Hyperbranched Polymer-Cross-Linked Enzyme Aggregates for the Compartmentalized Coimmobilization of Enzymes and Metal Nanoparticles

The coimmobilization of enzymes and metal nanoparticles (MNPs) is an effective strategy for improving the efficiency of chemoenzymatic cascades. Cross-linked enzyme aggregates (CLEAs), as catalytic scaffolds, have been utilized as scaffolds for coimmobilization, leading to relatively high volumetric and space–time yields. However, it is still a challenge to achieve compartmentalization of enzymes and MNPs in CLEAs, likely due to the poor affinity between cross-linkers and MNPs.
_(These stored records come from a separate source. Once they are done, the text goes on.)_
//! Rendering
//!
//! An in-memory tile layer the generator mirrors into, and the glyph sets
//! used to draw it in the terminal.

pub mod mode;
pub mod tilemap;

pub use mode::{RenderMode, detect_render_mode};
pub use tilemap::{draw_layer, screen_cell, TileCanvas};
//! Entity Component System module
//!
//! Components attached to the player and to spawned enemies.

pub mod components;

pub use components::*;
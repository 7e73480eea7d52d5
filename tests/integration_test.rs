use std::sync::Arc;
use syncpad::coordinator::Coordinator;
use syncpad::protocol::{ClientMessage, ServerMessage};
use syncpad::store::{JsonFileStore, MemoryStore};
use syncpad::ws::handlers::handle_message;
use tokio::sync::broadcast::error::TryRecvError;

fn expect_todos(msg: ServerMessage) -> Vec<syncpad::types::TodoRecord> {
    match msg {
        ServerMessage::TodosUpdate { todos } => todos,
        other => panic!("Expected TodosUpdate, got {:?}", other),
    }
}

fn expect_chat(msg: ServerMessage) -> Vec<syncpad::types::ChatRecord> {
    match msg {
        ServerMessage::ChatUpdate { messages } => messages,
        other => panic!("Expected ChatUpdate, got {:?}", other),
    }
}

/// End-to-end flow: two connected channels, todo and chat mutations, with
/// every successful mutation fanned out to both.
#[tokio::test]
async fn test_full_sync_flow() {
    let coordinator = Arc::new(Coordinator::new(Arc::new(MemoryStore::new())));

    // 1. Two clients connect
    let mut client1 = coordinator.subscribe();
    let mut client2 = coordinator.subscribe();

    // A fresh connection gets empty snapshots, not an error or hang
    let initial = coordinator.initial_snapshots().await;
    assert_eq!(initial.len(), 2);
    assert!(expect_todos(initial[0].clone()).is_empty());
    assert!(expect_chat(initial[1].clone()).is_empty());

    // 2. Client 1 adds a todo
    let response = handle_message(
        ClientMessage::AddTodo {
            text: "Buy milk".to_string(),
        },
        &coordinator,
    )
    .await;
    assert!(response.is_none(), "mutations are fire-and-forget");

    let todos1 = expect_todos(client1.recv().await.unwrap());
    let todos2 = expect_todos(client2.recv().await.unwrap());
    assert_eq!(todos1, todos2, "fan-out must reach every channel");
    assert_eq!(todos1.len(), 1);
    assert_eq!(todos1[0].text, "Buy milk");
    assert!(!todos1[0].completed);
    let todo_id = todos1[0].id.clone();

    // 3. Client 2 toggles it; both clients see the flip
    handle_message(
        ClientMessage::ToggleTodo {
            id: todo_id.clone(),
        },
        &coordinator,
    )
    .await;

    let todos1 = expect_todos(client1.recv().await.unwrap());
    let todos2 = expect_todos(client2.recv().await.unwrap());
    assert_eq!(todos1, todos2);
    assert!(todos1[0].completed);

    // 4. Chat messages arrive in send order, newest last
    for text in ["hello", "world"] {
        handle_message(
            ClientMessage::SendMessage {
                text: text.to_string(),
                username: "ana".to_string(),
                avatar: "a.png".to_string(),
                time: None,
            },
            &coordinator,
        )
        .await;
    }

    let _ = client1.recv().await.unwrap();
    let messages = expect_chat(client1.recv().await.unwrap());
    assert_eq!(messages.len(), 2);
    assert_eq!(messages[0].text, "hello");
    assert_eq!(messages[1].text, "world");

    // Client 2 sees the identical chat log
    let _ = client2.recv().await.unwrap();
    assert_eq!(expect_chat(client2.recv().await.unwrap()), messages);

    // 5. A late joiner sees exactly what connected clients hold
    let late = coordinator.initial_snapshots().await;
    assert_eq!(expect_todos(late[0].clone()), todos1);
    assert_eq!(expect_chat(late[1].clone()), messages);

    // 6. Invalid intents are dropped without any broadcast
    handle_message(
        ClientMessage::DeleteTodo {
            id: "no-such-id".to_string(),
        },
        &coordinator,
    )
    .await;
    handle_message(
        ClientMessage::AddTodo {
            text: "   ".to_string(),
        },
        &coordinator,
    )
    .await;
    assert!(matches!(client2.try_recv(), Err(TryRecvError::Empty)));
    assert_eq!(coordinator.todos().await.unwrap().len(), 1);

    // 7. Deleting the todo empties the broadcast snapshot
    handle_message(ClientMessage::DeleteTodo { id: todo_id }, &coordinator).await;
    assert!(expect_todos(client2.recv().await.unwrap()).is_empty());
}

/// Records written through one coordinator are visible to a coordinator
/// opened later over the same store directory.
#[tokio::test]
async fn test_state_survives_restart() {
    let dir = tempfile::tempdir().unwrap();

    {
        let store = Arc::new(JsonFileStore::open(dir.path()).await.unwrap());
        let coordinator = Arc::new(Coordinator::new(store));
        handle_message(
            ClientMessage::AddTodo {
                text: "survive restart".to_string(),
            },
            &coordinator,
        )
        .await;
        handle_message(
            ClientMessage::SendMessage {
                text: "still here".to_string(),
                username: "ana".to_string(),
                avatar: "a.png".to_string(),
                time: Some("10:32".to_string()),
            },
            &coordinator,
        )
        .await;
    }

    let store = Arc::new(JsonFileStore::open(dir.path()).await.unwrap());
    let coordinator = Coordinator::new(store);

    let todos = coordinator.todos().await.unwrap();
    assert_eq!(todos.len(), 1);
    assert_eq!(todos[0].text, "survive restart");

    let messages = coordinator.chat_log().await.unwrap();
    assert_eq!(messages.len(), 1);
    assert_eq!(messages[0].time, "10:32");
}

/// A dropped channel must not abort the fan-out to the rest.
#[tokio::test]
async fn test_dead_channel_does_not_break_fanout() {
    let coordinator = Arc::new(Coordinator::new(Arc::new(MemoryStore::new())));

    let gone = coordinator.subscribe();
    let mut alive = coordinator.subscribe();
    drop(gone);

    handle_message(
        ClientMessage::AddTodo {
            text: "for the living".to_string(),
        },
        &coordinator,
    )
    .await;

    let todos = expect_todos(alive.recv().await.unwrap());
    assert_eq!(todos[0].text, "for the living");
    assert_eq!(coordinator.connected_channels(), 1);
}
To overcome this shortcoming, here we have developed a void-adaptive cross-linking strategy for the preparation of hyperbranched polymer-cross-linked enzyme aggregates (HPCLEAs) that could be used as scaffolds for the immobilization of MNPs. Hyperbranched polymers were in situ-synthesized and could void-adaptively cross-link enzyme aggregates. They could also complex with metal precursors and then template the formation of MNPs via the in situ reduction of metal precursors, leading to the compartmentalization of several combinations of lipase and glucose oxidase (GOx) with MNPs, including Pd, Pt, Au, PdPt, AuPd, and AuPt. The physicochemical and catalytic properties of these chemoenzymatic catalysts were systematically studied to gain a deeper insight into structure–activity relationships. This strategy is promising for the development of more efficient chemoenzymatic cascades and can be extended for the compartmentalized coimmobilization of other enzymes and MNPs.